◆ Task statement ◆
From the first line to the last, set down the data exactly as given.

◆ The records ◆
# # #

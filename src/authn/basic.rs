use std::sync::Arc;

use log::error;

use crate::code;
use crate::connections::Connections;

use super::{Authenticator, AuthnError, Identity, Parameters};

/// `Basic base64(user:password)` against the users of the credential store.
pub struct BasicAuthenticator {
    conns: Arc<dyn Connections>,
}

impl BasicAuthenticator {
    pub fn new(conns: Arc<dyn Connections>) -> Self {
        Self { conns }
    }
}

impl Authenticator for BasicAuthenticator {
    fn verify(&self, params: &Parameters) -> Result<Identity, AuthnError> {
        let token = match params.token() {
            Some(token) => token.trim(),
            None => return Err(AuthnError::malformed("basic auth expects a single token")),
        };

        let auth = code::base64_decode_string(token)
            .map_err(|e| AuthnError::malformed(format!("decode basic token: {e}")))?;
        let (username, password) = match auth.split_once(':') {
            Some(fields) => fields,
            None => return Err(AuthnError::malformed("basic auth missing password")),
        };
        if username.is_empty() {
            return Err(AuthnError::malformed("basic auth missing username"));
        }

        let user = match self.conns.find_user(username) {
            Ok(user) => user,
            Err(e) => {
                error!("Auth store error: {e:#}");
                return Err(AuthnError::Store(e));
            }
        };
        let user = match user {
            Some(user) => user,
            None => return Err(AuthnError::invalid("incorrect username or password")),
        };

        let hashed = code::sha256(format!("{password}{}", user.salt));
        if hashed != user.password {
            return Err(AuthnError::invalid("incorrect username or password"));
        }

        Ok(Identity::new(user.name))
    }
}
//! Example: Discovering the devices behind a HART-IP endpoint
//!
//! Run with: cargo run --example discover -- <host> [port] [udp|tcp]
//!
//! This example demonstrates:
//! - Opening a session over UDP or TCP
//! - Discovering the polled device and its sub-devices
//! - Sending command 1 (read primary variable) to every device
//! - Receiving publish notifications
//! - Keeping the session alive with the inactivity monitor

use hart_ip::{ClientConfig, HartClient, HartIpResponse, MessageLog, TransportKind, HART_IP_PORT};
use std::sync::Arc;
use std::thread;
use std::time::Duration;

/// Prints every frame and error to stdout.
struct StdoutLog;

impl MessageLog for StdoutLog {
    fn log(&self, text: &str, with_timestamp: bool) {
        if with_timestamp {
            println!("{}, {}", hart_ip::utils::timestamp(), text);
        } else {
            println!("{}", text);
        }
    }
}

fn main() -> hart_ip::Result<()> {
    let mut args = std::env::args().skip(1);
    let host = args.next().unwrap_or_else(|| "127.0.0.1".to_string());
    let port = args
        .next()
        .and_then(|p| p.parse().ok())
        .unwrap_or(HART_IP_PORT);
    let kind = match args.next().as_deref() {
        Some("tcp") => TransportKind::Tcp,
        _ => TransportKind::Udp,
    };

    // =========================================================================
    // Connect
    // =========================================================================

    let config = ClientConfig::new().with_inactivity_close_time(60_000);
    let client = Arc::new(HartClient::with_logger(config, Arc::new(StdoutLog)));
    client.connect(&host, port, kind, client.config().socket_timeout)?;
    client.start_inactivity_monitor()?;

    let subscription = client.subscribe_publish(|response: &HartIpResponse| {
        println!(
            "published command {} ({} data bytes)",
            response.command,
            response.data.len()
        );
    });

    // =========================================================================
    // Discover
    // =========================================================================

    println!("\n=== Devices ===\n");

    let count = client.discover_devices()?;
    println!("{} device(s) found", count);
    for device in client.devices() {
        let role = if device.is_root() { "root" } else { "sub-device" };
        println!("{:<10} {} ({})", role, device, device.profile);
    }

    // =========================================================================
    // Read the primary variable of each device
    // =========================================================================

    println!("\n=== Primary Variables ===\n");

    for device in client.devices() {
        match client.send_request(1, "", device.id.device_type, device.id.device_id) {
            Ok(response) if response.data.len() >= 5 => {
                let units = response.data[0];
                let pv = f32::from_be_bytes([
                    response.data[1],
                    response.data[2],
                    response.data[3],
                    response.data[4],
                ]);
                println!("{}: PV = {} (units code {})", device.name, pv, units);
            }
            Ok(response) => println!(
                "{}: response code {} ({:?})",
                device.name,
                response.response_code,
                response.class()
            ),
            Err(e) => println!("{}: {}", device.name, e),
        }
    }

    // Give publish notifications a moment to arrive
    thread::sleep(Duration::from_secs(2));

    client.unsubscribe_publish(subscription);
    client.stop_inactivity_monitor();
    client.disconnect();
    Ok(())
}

# # #

◆ Reply ◆
filename src/authn/basic.rs
use std::sync::Arc;

use log::error;

use crate::code;
use crate::connections::Connections;

use super::{Authenticator, AuthnError, Identity, Parameters};

/// `Basic base64(user:password)` against the users of the credential store.
pub struct BasicAuthenticator {
    conns: Arc<dyn Connections>,
}

impl BasicAuthenticator {
    pub fn new(conns: Arc<dyn Connections>) -> Self {
        Self { conns }
    }
}

impl Authenticator for BasicAuthenticator {
    fn verify(&self, params: &Parameters) -> Result<Identity, AuthnError> {
        let token = match params.token() {
            Some(token) => token.trim(),
            None => return Err(AuthnError::malformed("basic auth expects a single token")),
        };

        let auth = code::base64_decode_string(token)
            .map_err(|e| AuthnError::malformed(format!("decode basic token: {e}")))?;
        let (username, password) = match auth.split_once(':') {
            Some(fields) => fields,
            None => return Err(AuthnError::malformed("basic auth missing password")),
        };
        if username.is_empty() {
            return Err(AuthnError::malformed("basic auth missing username"));
        }

        let user = match self.conns.find_user(username) {
            Ok(user) => user,
            Err(e) => {
                error!("Auth store error: {e:#}");
                return Err(AuthnError::Store(e));
            }
        };
        let user = match user {
            Some(user) => user,
            None => return Err(AuthnError::invalid("incorrect username or password")),
        };

        let hashed = code::sha256(format!("{password}{}", user.salt));
        if hashed != user.password {
            return Err(AuthnError::invalid("incorrect username or password"));
        }

        Ok(Identity::new(user.name))
    }
}
//! Example: Discovering the devices behind a HART-IP endpoint
//!
//! Run with: cargo run --example discover -- <host> [port] [udp|tcp]
//!
//! This example demonstrates:
//! - Opening a session over UDP or TCP
//! - Discovering the polled device and its sub-devices
//! - Sending command 1 (read primary variable) to every device
//! - Receiving publish notifications
//! - Keeping the session alive with the inactivity monitor

use hart_ip::{ClientConfig, HartClient, HartIpResponse, MessageLog, TransportKind, HART_IP_PORT};
use std::sync::Arc;
use std::thread;
use std::time::Duration;

/// Prints every frame and error to stdout.
struct StdoutLog;

impl MessageLog for StdoutLog {
    fn log(&self, text: &str, with_timestamp: bool) {
        if with_timestamp {
            println!("{}, {}", hart_ip::utils::timestamp(), text);
        } else {
            println!("{}", text);
        }
    }
}

fn main() -> hart_ip::Result<()> {
    let mut args = std::env::args().skip(1);
    let host = args.next().unwrap_or_else(|| "127.0.0.1".to_string());
    let port = args
        .next()
        .and_then(|p| p.parse().ok())
        .unwrap_or(HART_IP_PORT);
    let kind = match args.next().as_deref() {
        Some("tcp") => TransportKind::Tcp,
        _ => TransportKind::Udp,
    };

    // =========================================================================
    // Connect
    // =========================================================================

    let config = ClientConfig::new().with_inactivity_close_time(60_000);
    let client = Arc::new(HartClient::with_logger(config, Arc::new(StdoutLog)));
    client.connect(&host, port, kind, client.config().socket_timeout)?;
    client.start_inactivity_monitor()?;

    let subscription = client.subscribe_publish(|response: &HartIpResponse| {
        println!(
            "published command {} ({} data bytes)",
            response.command,
            response.data.len()
        );
    });

    // =========================================================================
    // Discover
    // =========================================================================

    println!("\n=== Devices ===\n");

    let count = client.discover_devices()?;
    println!("{} device(s) found", count);
    for device in client.devices() {
        let role = if device.is_root() { "root" } else { "sub-device" };
        println!("{:<10} {} ({})", role, device, device.profile);
    }

    // =========================================================================
    // Read the primary variable of each device
    // =========================================================================

    println!("\n=== Primary Variables ===\n");

    for device in client.devices() {
        match client.send_request(1, "", device.id.device_type, device.id.device_id) {
            Ok(response) if response.data.len() >= 5 => {
                let units = response.data[0];
                let pv = f32::from_be_bytes([
                    response.data[1],
                    response.data[2],
                    response.data[3],
                    response.data[4],
                ]);
                println!("{}: PV = {} (units code {})", device.name, pv, units);
            }
            Ok(response) => println!(
                "{}: response code {} ({:?})",
                device.name,
                response.response_code,
                response.class()
            ),
            Err(e) => println!("{}: {}", device.name, e),
        }
    }

    // Give publish notifications a moment to arrive
    thread::sleep(Duration::from_secs(2));

    client.unsubscribe_publish(subscription);
    client.stop_inactivity_monitor();
    client.disconnect();
    Ok(())
}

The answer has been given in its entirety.